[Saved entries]
- - - -
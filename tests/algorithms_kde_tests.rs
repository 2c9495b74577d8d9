use approx::assert_relative_eq;
use plotstat::*;

fn gaussian(t: f64) -> f64 {
    Kernel1D::Gaussian.evaluate(t)
}

fn positions(data: &[f64], grid: KdeGrid) -> Vec<f64> {
    kde_1d(data, &grid, gaussian, 1.0, false).unwrap().x
}

// ============================================================================
// Bandwidth
// ============================================================================

#[test]
fn test_estimate_bandwidth() {
    let data: Vec<f64> = (1..=10).map(f64::from).collect();
    let expected = 1.06 * std_dev(&data) / 10f64.powf(0.2);
    assert_relative_eq!(estimate_bandwidth(&data), expected, epsilon = 1e-12);

    assert_eq!(estimate_bandwidth([3.0]), 0.0);
    assert_eq!(estimate_bandwidth(Vec::<f64>::new()), 0.0);
}

#[test]
fn test_bandwidth_scale_equivariance() {
    let data = [0.3, 1.7, 2.2, 4.9, 5.0, 7.5, 8.1];
    let h = estimate_bandwidth(&data);
    for c in [0.01, 3.0, 250.0] {
        let scaled: Vec<f64> = data.iter().map(|v| v * c).collect();
        assert_relative_eq!(estimate_bandwidth(&scaled), c * h, max_relative = 1e-12);
    }
}

#[test]
fn test_bandwidth_shift_invariance() {
    let data = [0.3, 1.7, 2.2, 4.9, 5.0];
    let shifted: Vec<f64> = data.iter().map(|v| v + 10.0).collect();
    assert_relative_eq!(estimate_bandwidth(&shifted), estimate_bandwidth(&data), max_relative = 1e-9);
}

#[test]
fn test_estimate_bandwidths_2d() {
    let x = [1.0, 2.0, 3.0, f64::NAN, 4.0];
    let y = [2.0, 4.0, 6.0, 8.0, 8.0];
    let (hx, hy) = estimate_bandwidths_2d(&x, &y);

    let sx = std_dev([1.0, 2.0, 3.0, 4.0]);
    assert_relative_eq!(hx, sx / 4f64.powf(1.0 / 6.0), epsilon = 1e-12);
    assert_relative_eq!(hy, 2.0 * hx, epsilon = 1e-12);
}

// ============================================================================
// Point Evaluation
// ============================================================================

#[test]
fn test_evaluate_kernel_sum() {
    let uniform = Kernel1D::Uniform.as_fn();
    // Both samples within one bandwidth of t
    assert_relative_eq!(evaluate_kernel_sum(0.5, [0.0, 1.0], uniform, 1.0), 0.5);
    // Only the first sample contributes
    assert_relative_eq!(evaluate_kernel_sum(-0.5, [0.0, 1.0], uniform, 1.0), 0.25);
    // Bandwidth scales the density
    assert_relative_eq!(evaluate_kernel_sum(0.0, [0.0], uniform, 2.0), 0.25);
}

#[test]
fn test_evaluate_kernel_sum_empty_is_zero() {
    assert_eq!(evaluate_kernel_sum(0.0, [f64::NAN], gaussian, 1.0), 0.0);
    assert_eq!(evaluate_kernel_sum(0.0, Vec::<f64>::new(), gaussian, 1.0), 0.0);
}

#[test]
fn test_evaluate_kernel_sum_2d() {
    let k = Kernel2D::Gaussian.as_fn();
    let v = evaluate_kernel_sum_2d(0.0, 0.0, [0.0], [0.0], k, 4.0, 1.0);
    assert_relative_eq!(v, Kernel2D::Gaussian.evaluate(0.0, 0.0) / 2.0, epsilon = 1e-15);
    assert_eq!(evaluate_kernel_sum_2d(0.0, 0.0, [f64::NAN], [0.0], k, 1.0, 1.0), 0.0);
}

// ============================================================================
// Grid Layouts
// ============================================================================

#[test]
fn test_grid_points() {
    let data = [0.0, 1.0, 2.0, 3.0, 4.0];
    assert_eq!(positions(&data, KdeGrid::Points(4)), vec![0.0, 1.0, 2.0, 3.0, 4.0]);

    let xs = positions(&[0.0, 1.0], KdeGrid::Points(3));
    assert_eq!(xs.len(), 4);
    assert_eq!(*xs.last().unwrap(), 1.0);

    // Degenerate range collapses to a single position
    assert_eq!(positions(&[2.0, 2.0], KdeGrid::Points(10)), vec![2.0]);
}

#[test]
fn test_grid_spacing_includes_maximum() {
    let data = [0.0, 4.0];
    assert_eq!(positions(&data, KdeGrid::Spacing(1.5)), vec![0.0, 1.5, 3.0, 4.0]);
    assert_eq!(positions(&data, KdeGrid::Spacing(2.0)), vec![0.0, 2.0, 4.0]);
}

#[test]
fn test_grid_range_and_positions() {
    let data = [0.0];
    let range = KdeGrid::Range {
        left: -1.0,
        delta: 0.5,
        right: 1.0,
    };
    assert_eq!(positions(&data, range), vec![-1.0, -0.5, 0.0, 0.5, 1.0]);
    assert_eq!(
        positions(&data, KdeGrid::Positions(vec![3.0, -2.0, 0.0])),
        vec![-2.0, 0.0, 3.0]
    );
}

#[test]
fn test_grid_errors() {
    let data = [1.0, 2.0];
    let fit = |grid: KdeGrid| kde_1d(&data, &grid, gaussian, 1.0, false).unwrap_err();

    assert_eq!(fit(KdeGrid::Points(0)), StatsError::InvalidBinCount(0));
    assert_eq!(fit(KdeGrid::Spacing(0.0)), StatsError::InvalidBinWidth(0.0));
    assert!(matches!(fit(KdeGrid::Positions(vec![f64::NAN])), StatsError::InvalidBinEdges(_)));
    assert!(matches!(
        fit(KdeGrid::Range {
            left: f64::NEG_INFINITY,
            delta: 1.0,
            right: 0.0
        }),
        StatsError::InvalidGrid(_)
    ));

    let empty: [f64; 0] = [];
    assert_eq!(
        kde_1d(&empty, &KdeGrid::Points(5), gaussian, 1.0, false).unwrap_err(),
        StatsError::EmptyInput
    );
    assert_eq!(
        kde_1d(&data, &KdeGrid::default(), gaussian, 0.0, false).unwrap_err(),
        StatsError::InvalidBandwidth(0.0)
    );
}

// ============================================================================
// Density Evaluation
// ============================================================================

#[test]
fn test_kde_integrates_to_one() {
    let data = [1.0, 2.0, 2.5, 3.0, 3.2, 4.0, 5.0];
    let grid = KdeGrid::Range {
        left: -10.0,
        delta: 0.01,
        right: 16.0,
    };
    let kde = kde_1d(&data, &grid, gaussian, 0.5, false).unwrap();
    let area: f64 = kde.y.iter().sum::<f64>() * 0.01;
    assert_relative_eq!(area, 1.0, epsilon = 1e-6);
    assert_eq!(kde.bandwidth, 0.5);
}

#[test]
fn test_kde_cumulative() {
    let data = [0.0, 1.0, 3.0];
    let grid = KdeGrid::Points(6);
    let plain = kde_1d(&data, &grid, gaussian, 0.8, false).unwrap();
    let cumulative = kde_1d(&data, &grid, gaussian, 0.8, true).unwrap();

    let mut running = 0.0;
    for (p, c) in plain.y.iter().zip(&cumulative.y) {
        running += p;
        assert_relative_eq!(*c, running, epsilon = 1e-12);
    }
    assert!(cumulative.y.windows(2).all(|w| w[1] >= w[0]));
}

#[test]
fn test_kde_skips_invalid() {
    let clean = [0.0, 1.0, 3.0];
    let gappy = [0.0, f64::NAN, 1.0, f64::INFINITY, 3.0];
    let grid = KdeGrid::Points(8);
    assert_eq!(
        kde_1d(&gappy, &grid, gaussian, 0.7, false).unwrap(),
        kde_1d(&clean, &grid, gaussian, 0.7, false).unwrap()
    );
}

#[test]
fn test_kde_positions_without_data() {
    let empty: [f64; 0] = [];
    let kde = kde_1d(&empty, &KdeGrid::Positions(vec![0.0, 1.0]), gaussian, 1.0, false).unwrap();
    assert_eq!(kde.y, vec![0.0, 0.0]);
}

#[test]
fn test_kde_into_appends() {
    let mut xs = vec![-1.0];
    let mut ys = vec![-1.0];
    kde_1d_into([0.0], &KdeGrid::Positions(vec![0.0]), gaussian, 1.0, false, &mut xs, &mut ys).unwrap();
    assert_eq!(xs, vec![-1.0, 0.0]);
    assert_relative_eq!(ys[1], gaussian(0.0));
}

#[test]
fn test_kde_result_display() {
    let kde = kde_1d([0.0, 1.0], &KdeGrid::Points(2), gaussian, 1.0, false).unwrap();
    assert_eq!(kde.len(), 3);
    assert!(!kde.is_empty());
    assert!(format!("{}", kde).contains("Points:    3"));
}

// ============================================================================
// 2D
// ============================================================================

#[test]
fn test_kde_2d() {
    let x = [0.0, f64::NAN];
    let y = [0.0, 1.0];
    let grid = GridSpec::new(0.0, 2.0, 0.0, 2.0, 2, 2);
    let kernel = Kernel2D::Gaussian.as_fn();

    let density = kde_2d(&x, &y, grid, kernel, 1.0, 1.0).unwrap();
    assert_eq!(density.values.len(), 4);
    // Evaluated at the lower-left corner of each cell
    assert_relative_eq!(density.get(0, 0).unwrap(), kernel(0.0, 0.0), epsilon = 1e-15);
    assert_relative_eq!(density.get(1, 0).unwrap(), kernel(1.0, 0.0), epsilon = 1e-15);
    assert_relative_eq!(density.get(1, 1).unwrap(), kernel(1.0, 1.0), epsilon = 1e-15);
}

#[test]
fn test_kde_2d_errors() {
    let kernel = Kernel2D::Uniform.as_fn();
    let grid = GridSpec::new(0.0, 1.0, 0.0, 1.0, 2, 2);
    assert_eq!(
        kde_2d([0.0], [0.0], grid, kernel, 1.0, -1.0).unwrap_err(),
        StatsError::InvalidBandwidth(-1.0)
    );
    let bad = GridSpec::new(0.0, 1.0, 0.0, 1.0, 2, 0);
    assert!(matches!(kde_2d([0.0], [0.0], bad, kernel, 1.0, 1.0), Err(StatsError::InvalidGrid(_))));
}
- - - -
→ **WORK REQUIRED**: Each line above where the word "InvalidBandwidth" occurs should be returned in full.

→ **EXERCISE RESULT**:
        StatsError::InvalidBandwidth(0.0)
        StatsError::InvalidBandwidth(-1.0)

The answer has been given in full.